After eight successful years in business, LeVeL 33, the craft brewery cum restaurant billed as the world’s tallest microbrewery, looks set to take-on new culinary challenges.
Recently, the restaurant introduced a new executive chef, Hong Kong-born, Australia-trained ArChan Chan, who joined chef de cuisine, Maksym Chukanov, in the restaurant’s quest to evolve towards a less meat-intensive menu, one that is more refined and which embraces the microbrewery’s expertise in brewing ingredients like hops, yeast, spent grain and malt.
The sour dough, for instance, is baked with warm beer malt and served with a dollop of malt chips-flecked butter whipped with oven-roasted yeast. Together, the aroma of the sour dough with beer butter is mild but on the palate, it takes on an intoxicatingly nutty journey.

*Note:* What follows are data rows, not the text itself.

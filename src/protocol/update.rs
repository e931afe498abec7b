use bsatn_core::{
    from_bytes, BsatnError, BsatnReader, BsatnResult, BsatnWriter, Decode, Encode, RowList,
};

use super::codec::{decompress, Compression};
use crate::error::ClientResult;

/// Rows removed and added for one table by one query.
#[derive(Debug, Clone, PartialEq, Eq, Default)]
pub struct QueryUpdate {
    pub deletes: RowList,
    pub inserts: RowList,
}

bsatn_product!(QueryUpdate { deletes, inserts });

/// A [`QueryUpdate`], possibly compressed on its own.
#[derive(Debug, Clone, PartialEq, Eq)]
pub enum CompressedQueryUpdate {
    Uncompressed(QueryUpdate),
    Brotli(Vec<u8>),
    Gzip(Vec<u8>),
}

impl CompressedQueryUpdate {
    /// Decompress (if needed) and parse the inner update.
    pub fn resolve(self) -> ClientResult<QueryUpdate> {
        match self {
            CompressedQueryUpdate::Uncompressed(update) => Ok(update),
            CompressedQueryUpdate::Brotli(data) => {
                let raw = decompress(Compression::Brotli, &data)?;
                Ok(from_bytes(&raw)?)
            }
            CompressedQueryUpdate::Gzip(data) => {
                let raw = decompress(Compression::Gzip, &data)?;
                Ok(from_bytes(&raw)?)
            }
        }
    }
}

impl Encode for CompressedQueryUpdate {
    fn encode(&self, w: &mut BsatnWriter) {
        match self {
            CompressedQueryUpdate::Uncompressed(update) => {
                w.write_u8(Compression::NONE_TAG);
                update.encode(w);
            }
            CompressedQueryUpdate::Brotli(data) => {
                w.write_u8(Compression::BROTLI_TAG);
                w.write_bytes(data);
            }
            CompressedQueryUpdate::Gzip(data) => {
                w.write_u8(Compression::GZIP_TAG);
                w.write_bytes(data);
            }
        }
    }
}

impl Decode for CompressedQueryUpdate {
    fn decode(r: &mut BsatnReader<'_>) -> BsatnResult<Self> {
        match r.read_u8()? {
            Compression::NONE_TAG => Ok(CompressedQueryUpdate::Uncompressed(QueryUpdate::decode(r)?)),
            Compression::BROTLI_TAG => Ok(CompressedQueryUpdate::Brotli(r.read_bytes()?.to_vec())),
            Compression::GZIP_TAG => Ok(CompressedQueryUpdate::Gzip(r.read_bytes()?.to_vec())),
            tag => Err(BsatnError::unsupported_tag("CompressedQueryUpdate", tag)),
        }
    }
}

/// All changes to one table in a transaction or subscription result.
#[derive(Debug, Clone, PartialEq, Eq)]
pub struct TableUpdate {
    pub table_id: u32,
    pub table_name: String,
    pub num_rows: u64,
    pub updates: Vec<CompressedQueryUpdate>,
}

bsatn_product!(TableUpdate {
    table_id,
    table_name,
    num_rows,
    updates,
});

impl TableUpdate {
    pub fn new(table_id: u32, table_name: impl Into<String>, update: QueryUpdate) -> Self {
        Self {
            table_id,
            table_name: table_name.into(),
            num_rows: (update.inserts.len() + update.deletes.len()) as u64,
            updates: vec![CompressedQueryUpdate::Uncompressed(update)],
        }
    }

    /// Resolve every nested update. Each result stands alone, so one bad
    /// update does not hide the others.
    pub fn into_query_updates(self) -> impl Iterator<Item = ClientResult<QueryUpdate>> {
        self.updates.into_iter().map(CompressedQueryUpdate::resolve)
    }
}

#[derive(Debug, Clone, PartialEq, Eq, Default)]
pub struct DatabaseUpdate {
    pub tables: Vec<TableUpdate>,
}

bsatn_product!(DatabaseUpdate { tables });

impl DatabaseUpdate {
    pub fn is_empty(&self) -> bool {
        self.tables.is_empty()
    }
}

/// Outcome of the reducer call behind a transaction.
#[derive(Debug, Clone, PartialEq, Eq)]
pub enum UpdateStatus {
    Committed(DatabaseUpdate),
    Failed(String),
    OutOfEnergy,
}

impl Encode for UpdateStatus {
    fn encode(&self, w: &mut BsatnWriter) {
        match self {
            UpdateStatus::Committed(update) => {
                w.write_u8(0);
                update.encode(w);
            }
            UpdateStatus::Failed(message) => {
                w.write_u8(1);
                w.write_str(message);
            }
            UpdateStatus::OutOfEnergy => w.write_u8(2),
        }
    }
}

impl Decode for UpdateStatus {
    fn decode(r: &mut BsatnReader<'_>) -> BsatnResult<Self> {
        match r.read_u8()? {
            0 => Ok(UpdateStatus::Committed(DatabaseUpdate::decode(r)?)),
            1 => Ok(UpdateStatus::Failed(r.read_string()?)),
            2 => Ok(UpdateStatus::OutOfEnergy),
            tag => Err(BsatnError::unsupported_tag("UpdateStatus", tag)),
        }
    }
}

#[derive(Debug, Clone, PartialEq, Eq, Default)]
pub struct ReducerCallInfo {
    pub reducer_name: String,
    pub reducer_id: u32,
    pub args: Vec<u8>,
    pub request_id: u32,
}

bsatn_product!(ReducerCallInfo {
    reducer_name,
    reducer_id,
    args,
    request_id,
});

The kingfish sashimi ($26) dish is also a highlight. Kombu is first soaked in soy sauce and housemade lager, then used to marinate sliced kingfish. Served in a dressing of cucumber juice, parsley and sesame oil with pickled cucumber, tapioca chips and tapioca sago pearls, the kingfish arrives with piles of spent, a by-product of beer-making, that has been dehydrated and blended with nori, puffed rice and malt. If we may say so, the savouriness of the gritty spent ‘sand’ threatens to steal the limelight from the kingfish.
LeVeL 33’s wheat beer also makes an appearance as dashi, but with kombu and katsuobushi, in the dish of Hokkaido scallop ($24). Served in its shell with a piece of the pan-seared scallop on a bed of seaweed salad and the same spent ‘sand’, the dish is umami personified.
While malted barley is a common ingredient in beer-making, Chan thought it a great idea to serve the ingredient as risotto ($36) and she cannot be more right. The fibrous grains are boiled and pickled (to extract their flavour), added to malt puffs for added texture, then cooked with butter, shallots, white wine, Parmesan and cream, and finished with dill oil. Served with pan-seared local sea bass, the risotto is surprisingly light and tasty – I wouldn’t have minded a solo dish of malted barley risotto without the seabass.
There are other dishes that don’t call for beer-related ingredients, amongst them an under-seasoned tomato consomme ($22) with heirloom and vine-ripened cherry tomatoes that passes muster.
And the vegan-friendly and gluten-free gardens green tart ($29) of seasonal vegetables (fresh peas, zucchini, flowering chives and fresh herbs finished with lemon and grate garlic) encircled by a crispy ring of fried taro ring topped with shaved macadamia nuts, lovely if a little weighed down by pea puree.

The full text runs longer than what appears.